Medan | GeberNews.com – Mafia Billboard Kuasai Kota Medan! HIPSI Sumut Tantang Wali Kota Bongkar Bisnis Ilegal – Ketua DPD HIPSI Sumatera Utara, Rizal Syam Lubis, membongkar secara terang-terangan praktek busuk bisnis billboard ilegal yang menjamur di pusat Kota Medan. Rizal menyerukan bahwa billboard tanpa izin resmi dan melanggar prosedur keselamatan berdiri bebas di Jalan Pandu, Jalan MT. Haryono, Jalan Kapten Muslim, hingga berbagai titik strategis lainnya. Ironisnya, keberadaan reklame ilegal itu diduga dilindungi oleh oknum aparat dan pejabat.

“Coba cek sendiri di lapangan! Billboard berdiri seenaknya tanpa izin, tanpa SOP. Apa karena ada perlindungan dari oknum? Ini kejahatan terstruktur!” tegas Rizal kepada wartawan, Jumat 18 Juli 2025.

Ia menegaskan, billboard ilegal ini bukan sekadar pelanggaran administrasi, melainkan ancaman nyata bagi keselamatan masyarakat dan kerugian besar bagi Pendapatan Asli Daerah (PAD) Kota Medan.
HIPSI Sumut Bongkar Dugaan Mafia di Balik Bisnis Reklame Ilegal
Rizal secara blak-blakan menyebut adanya mafia reklame yang mengendalikan pemasangan billboard liar di Medan. Bisnis kotor ini, menurut Rizal, sengaja dibiarkan berjalan oleh pejabat yang bermain mata dengan para mafia.
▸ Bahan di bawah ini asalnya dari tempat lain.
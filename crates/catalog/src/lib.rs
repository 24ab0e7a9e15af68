//! Catalog operations for the `phim-nguonc` source.
//!
//! A [`Catalog`] owns everything one plugin instance needs: settings, the
//! upstream fetcher, and its two caches (raw JSON by URL, normalized details
//! by slug or id). On top of that it offers:
//!
//! - detail resolution with a slug → id → search fallback chain
//!   ([`Catalog::resolve_detail`]);
//! - the host-facing operations (`search`, `get_item`, `get_streams`, `play`,
//!   `discover`, `get_home`) and the static browse lists;
//! - [`dispatch`], which maps host requests onto those operations.

/// Per-operation diagnostic event, emitted only when `debug_log` is enabled.
macro_rules! diagnostic {
    ($catalog:expr, $($field:tt)+) => {
        if $catalog.settings.debug_log {
            tracing::debug!($($field)+);
        }
    };
}

mod api;
mod context;
pub mod dispatch;
pub mod error;
mod lists;
pub mod models;
mod ops;
mod resolve;
#[cfg(test)]
mod testing;

pub use crate::context::Catalog;
pub use crate::lists::{list_countries, list_genres, list_years};
pub use crate::resolve::Strategy;
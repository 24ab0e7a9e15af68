use regex::Regex;
use std::sync::LazyLock;

macro_rules! regex {
    ($name:ident, $regex:expr) => {
        pub(crate) static $name: LazyLock<Regex> = LazyLock::new(|| Regex::new($regex).unwrap());
    };
}

// First plausible release year inside free text such as category names.
regex!(YEAR_REGEX, r"\b(?:19|20)\d{2}\b");

/// Quality label of the primary embed stream.
pub(crate) const EMBED_QUALITY: &str = "HD";
/// Quality label of the primary HLS stream.
pub(crate) const M3U8_QUALITY: &str = "auto";
/// Quality label prefix of mirror streams, followed by the server index.
pub(crate) const MIRROR_QUALITY_PREFIX: &str = "server-";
“Siapa pemilik papan reklame itu? Siapa di belakangnya? Jangan tutup mata! Ada jaringan mafia yang dilindungi oknum. Ini bukan sekadar bisnis, ini perampokan uang daerah dan pembiaran ancaman bagi warga!” kecam Rizal dengan nada tinggi.
Wali Kota dan Satpol PP Ditantang Bongkar Billboard Ilegal
HIPSI Sumut mendesak keras Wali Kota Medan, Kapolrestabes Medan, Kejaksaan Tinggi Sumut, dan Satpol PP segera bertindak tegas. Rizal Syam Lubis bahkan menantang Satpol PP untuk membersihkan semua billboard ilegal di Kota Medan.
“Saya tantang Satpol PP bongkar semua billboard ilegal! Kalau ada anggota Satpol PP atau pejabat yang terlibat, saya akan buka data nama-namanya. Medan ini bukan milik mafia reklame!” teriak Rizal.
Ia juga mempertanyakan transparansi Satpol PP dalam mendata dan menertibkan billboard ilegal.
HIPSI Ancam Seret Kasus Billboard ke KPK
Tak berhenti di situ, HIPSI Sumut dengan tegas mengancam akan membawa kasus ini ke KPK jika Pemko Medan tetap diam dan tidak berani membongkar jaringan mafia billboard.
“Kalau pejabat Pemko Medan takut, kami yang akan buka semua aibnya ke KPK! Ini korupsi terselubung! Ini penyalahgunaan jabatan demi memperkaya mafia reklame!” ancam Rizal Syam Lubis.
Aksi Besar di Depan Balai Kota Medan Siap Digelar
Rizal memastikan HIPSI Sumut tidak akan tinggal diam. Jika billboard ilegal tak segera ditertibkan, HIPSI Sumut akan menggerakkan aksi massa besar di Balai Kota Medan.
“Kalau Pemko Medan dan aparat hukum terus pura-pura buta, ribuan massa HIPSI siap turun aksi di Balai Kota. Jangan coba-coba main dengan suara rakyat!” tegas Rizal mengakhiri pernyataannya.
Kini publik bertanya-tanya: Apakah Wali Kota Medan punya keberanian membongkar jaringan mafia billboard ilegal? Ataukah justru pejabat sendiri bagian dari permainan busuk itu?